Now, this is a 60-year old man who has a green grill shaped like an alligator, that is longer than a pick-up truck (and is in fact hitched to one). Every weekend he shovels coal into it and, in his driveway, he grills hundreds of pounds of nonhuman animal flesh, and I have to close my windows so I don't spend the day with the stench of charred corpses. (I live 100 yards away and it feels like the grill is in my living room.) I'm not sure what he does with all of the meat, but I do know he isn't supposed to be doing it according to our association rules (he's not even allowed to have the 8-foot high, 15-foot long grill-gator shaped or not), but he's in law enforcement and therefore apparently above all kinds of laws.

I tell you this because this man is the last person who would ever understand veganism. He still goes to the track to watch Greyhound racing, and whenever he sees me he asks about the racing careers of my dogs. And every time I tell him that none of that matters to me, that they have to be rescued for a reason, and that I don't think we have any right to breed them and race them. It's like Groundhog Day whenever I see him. He doesn't hear a word I say, and it's not as if I'd ever make an impact anyway, so my attempts are admittedly half-hearted.

I was particularly annoyed with this man as I walked past his house on Saturday, complete with a huge Kentucky Derby flag (another thing we're not permitted to have). I said that perhaps if he knew everything involved in horse racing, he might not find it worthy of a party, and he promptly demonstrated that he knew nothing and was in fact gravely misinformed. I told him I didn't believe we had the right to create and use horses, at which point he looked at me with a blank face. I had no desire to talk to him and was late for an event already, and said: Look, I don't want to hurt anybody if I don't have to. I don't want to kill anybody if I don't have to, I don't want to eat anybody if I don't have to, and I don't want to bring anybody into this world just so I can try to make a buck off of them. Enjoy your party.

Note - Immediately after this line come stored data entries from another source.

/// Same as [`clean`], also returning the per-step counts.
pub fn clean_with_report(raw: &RawTable) -> (OutbreakTable, CleaningReport) {
    let mut report = CleaningReport {
        input_rows: raw.len(),
        ..Default::default()
    };

    // Step 1: sentinel "None" → null.
    let rows: Vec<Vec<Option<&str>>> = raw
        .rows
        .iter()
        .map(|row| {
            row.iter()
                .map(|cell| cell.as_deref().filter(|s| *s != "None" && !s.is_empty()))
                .collect()
        })
        .collect();

    // Step 2: drop all-null columns.
    let mut kept: Vec<(usize, Column)> = Vec::new();
    for (idx, header) in raw.columns.iter().enumerate() {
        if !rows.iter().any(|row| row.get(idx).copied().flatten().is_some()) {
            report.dropped_columns.push(header.clone());
            continue;
        }
        let column = match Field::from_header(header) {
            Some(field) if !kept.iter().any(|(_, c)| *c == Column::Known(field)) => {
                Column::Known(field)
            }
            _ => Column::Extra(header.clone()),
        };
        kept.push((idx, column));
    }

    // Steps 3 and 4: typed records.
    let mut records: Vec<OutbreakRecord> = rows
        .iter()
        .map(|row| build_record(row, &kept, &mut report.coercion_failures))
        .collect();

    // Step 5: exact duplicates.
    let mut seen: HashSet<OutbreakRecord> = HashSet::with_capacity(records.len());
    let before = records.len();
    records.retain(|r| seen.insert(r.clone()));
    report.duplicates_removed = before - records.len();

    // Step 6: positive outcome.
    let before = records.len();
    records.retain(OutbreakRecord::has_positive_outcome);
    report.without_outcome_removed = before - records.len();

    // Step 7: year floor.
    let before = records.len();
    records.retain(|r| r.year.is_some_and(|y| y >= MIN_YEAR));
    report.before_min_year_removed = before - records.len();

    let columns: Vec<Column> = kept.into_iter().map(|(_, c)| c).collect();
    let table = prune_empty_columns(columns, records, &mut report.dropped_columns);
    report.output_rows = table.len();

    debug!(?report, "cleaning steps complete");
    info!(
        input_rows = report.input_rows,
        output_rows = report.output_rows,
        "canonical table built"
    );

    (table, report)
}

/// Coerce one raw row into a record using the retained column mapping.
fn build_record(
    row: &[Option<&str>],
    kept: &[(usize, Column)],
    failures: &mut usize,
) -> OutbreakRecord {
    let mut record = OutbreakRecord::default();
    for (idx, column) in kept {
        let cell = row.get(*idx).copied().flatten();
        match column {
            Column::Extra(_) => record.extra.push(cell.map(str::to_string)),
            Column::Known(field) => {
                let Some(text) = cell else { continue };
                let parsed = assign_field(&mut record, *field, text);
                if !parsed && !is_sentinel_null(text) {
                    *failures += 1;
                }
            }
        }
    }
    record
}

/// Store `text` into `field` of `record`. Returns `false` when the value was
/// discarded as null.
fn assign_field(record: &mut OutbreakRecord, field: Field, text: &str) -> bool {
    match field {
        Field::Year => {
            record.year = coerce_year(text);
            record.year.is_some()
        }
        Field::Month => {
            record.month = Month::parse(text);
            record.month.is_some()
        }
        Field::Illnesses => {
            record.illnesses = coerce_count(text);
            record.illnesses.is_some()
        }
        Field::Hospitalizations => {
            record.hospitalizations = coerce_count(text);
            record.hospitalizations.is_some()
        }
        Field::Fatalities => {
            record.fatalities = coerce_count(text);
            record.fatalities.is_some()
        }
        Field::State => set_label(&mut record.state, text),
        Field::Location => set_label(&mut record.location, text),
        Field::Food => set_label(&mut record.food, text),
        Field::Ingredient => set_label(&mut record.ingredient, text),
        Field::Species => set_label(&mut record.species, text),
    }
}

fn set_label(slot: &mut Option<String>, text: &str) -> bool {
    *slot = normalize_label(text);
    slot.is_some()
}

/// Drop columns that no surviving record has a value for.
fn prune_empty_columns(
    columns: Vec<Column>,
    mut records: Vec<OutbreakRecord>,
    dropped: &mut Vec<String>,
) -> OutbreakTable {
    let probe = OutbreakTable::new(columns.clone(), Vec::new());
    let mut keep_columns = Vec::with_capacity(columns.len());
    let mut keep_extra = Vec::new();
    let mut extra_idx = 0usize;

    for column in columns {
        let has_value = records.iter().any(|r| probe.cell(r, &column).is_some());
        if let Column::Extra(_) = column {
            if has_value {
                keep_extra.push(extra_idx);
            }
            extra_idx += 1;
        }
        if has_value {
            keep_columns.push(column);
        } else {
            dropped.push(column.name().to_string());
        }
    }

    if keep_extra.len() != extra_idx {
        for record in &mut records {
            let extra = std::mem::take(&mut record.extra);
            record.extra = keep_extra
                .iter()
                .map(|&i| extra.get(i).cloned().flatten())
                .collect();
        }
    }

    OutbreakTable::new(keep_columns, records)
}

// ── Tests ─────────────────────────────────────────────────────────────────────

#[cfg(test)]
mod tests {
    use super::*;

    const COLUMNS: [&str; 10] = [
        "Year",
        "Month",
        "State",
        "Location",
        "Food",
        "Ingredient",
        "Species",
        "Illnesses",
        "Hospitalizations",
        "Fatalities",
    ];

    fn raw(rows: &[[&str; 10]]) -> RawTable {
        let mut table = RawTable::new(COLUMNS.iter().map(|c| c.to_string()).collect());
        for row in rows {
            table.push_row(
                row.iter()
                    .map(|c| if c.is_empty() { None } else { Some(c.to_string()) })
                    .collect(),
            );
        }
        table
    }

    // ── text helpers ──────────────────────────────────────────────────────────

    #[test]
    fn test_title_case() {
        assert_eq!(title_case("california"), "California");
        assert_eq!(title_case("NEW YORK"), "New York");
        assert_eq!(title_case("salmonella enterica"), "Salmonella Enterica");
        assert_eq!(title_case("o'brien's deli"), "O'Brien'S Deli");
        assert_eq!(title_case("3rd street"), "3Rd Street");
    }

    #[test]
    fn test_title_case_is_idempotent() {
        for text in ["Restaurant; Private Home", "e. coli o157:h7", "Fast-food"] {
            let once = title_case(text);
            assert_eq!(title_case(&once), once);
        }
    }

    #[test]
    fn test_sentinel_nulls() {
        for text in ["None", "nan", "UNSPECIFIED", " unk ", "", "   "] {
            assert!(is_sentinel_null(text), "{text:?} should be a sentinel");
            assert_eq!(normalize_label(text), None);
        }
        assert!(!is_sentinel_null("Unknown"));
        assert_eq!(normalize_label("  california "), Some("California".to_string()));
    }

    #[test]
    fn test_coerce_count() {
        assert_eq!(coerce_count("12"), Some(12));
        assert_eq!(coerce_count(" 7 "), Some(7));
        assert_eq!(coerce_count("12.0"), Some(12));
        assert_eq!(coerce_count("1e2"), Some(100));
        assert_eq!(coerce_count("2.5"), None);
        assert_eq!(coerce_count("-3"), None);
        assert_eq!(coerce_count("many"), None);
        assert_eq!(coerce_count("inf"), None);
        assert_eq!(coerce_count("NaN"), None);
    }

    #[test]
    fn test_coerce_year() {
        assert_eq!(coerce_year("2005"), Some(2005));
        assert_eq!(coerce_year("2005.0"), Some(2005));
        assert_eq!(coerce_year("20O5"), None);
    }

    // ── pipeline ──────────────────────────────────────────────────────────────

    #[test]
    fn test_clean_drops_rows_without_positive_outcome() {
        let table = clean(&raw(&[
            ["2005", "May", "Ohio", "Restaurant", "", "", "Salmonella", "0", "0", "0"],
            ["2005", "May", "Ohio", "Restaurant", "", "", "Norovirus", "4", "0", "0"],
            ["2005", "May", "Ohio", "Restaurant", "", "", "Listeria", "", "", ""],
        ]));
        assert_eq!(table.len(), 1);
        assert_eq!(table.records()[0].species.as_deref(), Some("Norovirus"));
    }

    #[test]
    fn test_clean_null_outcomes_do_not_remove_row_by_themselves() {
        let table = clean(&raw(&[[
            "2005", "May", "Ohio", "Restaurant", "", "", "Listeria", "", "2", "",
        ]]));
        assert_eq!(table.len(), 1);
        assert_eq!(table.records()[0].illnesses, None);
        assert_eq!(table.records()[0].hospitalizations, Some(2));
    }

    #[test]
    fn test_clean_year_floor() {
        let table = clean(&raw(&[
            ["1979", "May", "Ohio", "Home", "", "", "Salmonella", "4", "0", "0"],
            ["1980", "May", "Ohio", "Home", "", "", "Salmonella", "4", "0", "0"],
            ["", "May", "Ohio", "Home", "", "", "Salmonella", "5", "0", "0"],
            ["year?", "May", "Ohio", "Home", "", "", "Salmonella", "6", "0", "0"],
        ]));
        assert_eq!(table.len(), 1);
        assert_eq!(table.records()[0].year, Some(1980));
    }

    #[test]
    fn test_clean_coercion_precedes_outcome_filter() {
        // Text counts must be parsed before positivity is checked.
        let table = clean(&raw(&[
            ["2010", "June", "Texas", "Home", "", "", "Salmonella", " 15 ", "0", "0"],
            ["2010", "June", "Texas", "Home", "", "", "Norovirus", "lots", "0", "0"],
        ]));
        assert_eq!(table.len(), 1);
        assert_eq!(table.records()[0].illnesses, Some(15));
    }

    #[test]
    fn test_clean_normalizes_and_deduplicates() {
        let (table, report) = clean_with_report(&raw(&[
            ["2001", "July", "california ", "restaurant", "", "", "salmonella", "3", "1", "0"],
            ["2001", "July", "  CALIFORNIA", "Restaurant", "", "", "Salmonella", "3", "1", "0"],
            ["2001", "July", "California", "Restaurant", "", "", "Salmonella", "4", "1", "0"],
        ]));
        assert_eq!(report.duplicates_removed, 1);
        assert_eq!(table.len(), 2);
        assert!(table
            .records()
            .iter()
            .all(|r| r.state.as_deref() == Some("California")));
    }

    #[test]
    fn test_clean_sentinel_text_becomes_null() {
        let table = clean(&raw(&[[
            "2001", "July", "Unk", "None", "NaN", "Unspecified", "Norovirus", "3", "1", "0",
        ]]));
        let record = &table.records()[0];
        assert_eq!(record.state, None);
        assert_eq!(record.location, None);
        assert_eq!(record.food, None);
        assert_eq!(record.ingredient, None);
    }

    #[test]
    fn test_clean_drops_all_null_columns() {
        let (table, report) = clean_with_report(&raw(&[
            ["2001", "July", "Ohio", "Home", "", "", "Norovirus", "3", "1", "0"],
            ["2002", "July", "Ohio", "Home", "", "None", "Norovirus", "3", "1", "0"],
        ]));
        assert!(report.dropped_columns.contains(&"Food".to_string()));
        assert!(report.dropped_columns.contains(&"Ingredient".to_string()));
        assert!(!table.has_field(Field::Food));
        assert!(table.has_field(Field::Species));
    }

    #[test]
    fn test_clean_prunes_columns_emptied_by_row_filters() {
        // Ingredient only appears on a row removed by the year floor.
        let table = clean(&raw(&[
            ["1975", "July", "Ohio", "Home", "", "Eggs", "Norovirus", "3", "1", "0"],
            ["2002", "July", "Ohio", "Home", "", "", "Norovirus", "3", "1", "0"],
        ]));
        assert!(!table.has_field(Field::Ingredient));
    }

    #[test]
    fn test_clean_extra_columns_participate_in_dedup() {
        let mut table = RawTable::new(
            COLUMNS
                .iter()
                .map(|c| c.to_string())
                .chain(["Status".to_string(), "Notes".to_string()])
                .collect(),
        );
        let base: Vec<Option<String>> = ["2001", "July", "Ohio", "Home", "Eggs", "", "Norovirus", "3", "1", "0"]
            .iter()
            .map(|c| if c.is_empty() { None } else { Some(c.to_string()) })
            .collect();
        for status in ["Confirmed", "Suspected", "Confirmed"] {
            let mut row = base.clone();
            row.push(Some(status.to_string()));
            row.push(None);
            table.push_row(row);
        }

        let cleaned = clean(&table);
        assert_eq!(cleaned.len(), 2);
        assert_eq!(cleaned.extra_columns(), ["Status".to_string()]);
        assert_eq!(cleaned.records()[1].extra, vec![Some("Suspected".to_string())]);
    }

    #[test]
    fn test_clean_unparsable_month_becomes_null() {
        let (table, report) = clean_with_report(&raw(&[
            ["2001", "Julember", "Ohio", "Home", "", "", "Norovirus", "3", "1", "0"],
            ["2001", "aug", "Ohio", "Home", "", "", "Norovirus", "3", "1", "0"],
        ]));
        assert_eq!(table.records()[0].month, None);
        assert_eq!(table.records()[1].month, Some(Month::August));
        assert_eq!(report.coercion_failures, 1);
    }

    #[test]
    fn test_clean_is_idempotent() {
        let once = clean(&raw(&[
            ["2001", "July", "california", "restaurant", "Eggs", "", "salmonella", "3", "1", "0"],
            ["2001", "July", "California", "Restaurant", "Eggs", "", "Salmonella", "3", "1", "0"],
            ["1999", "", "Unk", "Home", "", "", "Norovirus", "12.0", "", "1"],
            ["1970", "May", "Ohio", "Home", "", "", "Norovirus", "3", "1", "0"],
            ["2010", "Smarch", "Texas", "Unspecified", "Fish", "", "", "0", "0", "2"],
        ]));
        let twice = clean(&once.to_raw());
        assert_eq!(once, twice);
    }

    #[test]
    fn test_clean_invariants_hold() {
        let table = clean(&raw(&[
            ["2001", "July", "Ohio", "Home", "", "", "Norovirus", "3", "1", "0"],
            ["2001", "July", "Ohio", "Home", "", "", "Norovirus", "3", "1", "0"],
            ["1960", "July", "Ohio", "Home", "", "", "Norovirus", "3", "1", "0"],
            ["2003", "July", "Ohio", "Home", "", "", "Norovirus", "0", "", "0"],
            ["2004", "July", "Ohio", "Home", "", "", "Norovirus", "", "", "1"],
        ]));
        let unique: HashSet<&OutbreakRecord> = table.records().iter().collect();
        assert_eq!(unique.len(), table.len());
        for record in table.records() {
            assert!(record.year.unwrap() >= MIN_YEAR);
            assert!(record.has_positive_outcome());
        }
    }

    #[test]
    fn test_clean_tolerates_absent_columns() {
        let mut table = RawTable::new(vec!["Year".into(), "Illnesses".into()]);
        table.push_row(vec![Some("2001".into()), Some("4".into())]);
        let cleaned = clean(&table);
        assert_eq!(cleaned.len(), 1);
        assert_eq!(cleaned.records()[0].illnesses, Some(4));
        assert_eq!(cleaned.records()[0].species, None);
        assert!(!cleaned.has_field(Field::Species));
    }
}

I walked about twenty yard then turned toward my house, and out of the corner of my eye I could see he was still standing, motionless, staring at me. Within two hours, Eight Belles was dead.

When I walked by the grill-master's house yesterday with the dogs, he very sheepishly said hello, and said nothing about Greyhound racing or horse racing.

May 06, 2008

On Reactions to Eight Belles

The Diving Bell and the Butterfly is the story of Jean-Dominique Bauby, who suffered a massive stroke and was left with a condition called Locked-In syndrome, where he was fully conscious and aware of everything around him, but was almost completely paralyzed and couldn't speak. He realizes in the first scene of the film that he thinks he is talking, but no one can hear him. It's like one of those dreams where you're screaming as loud as you can yet no one reacts at all.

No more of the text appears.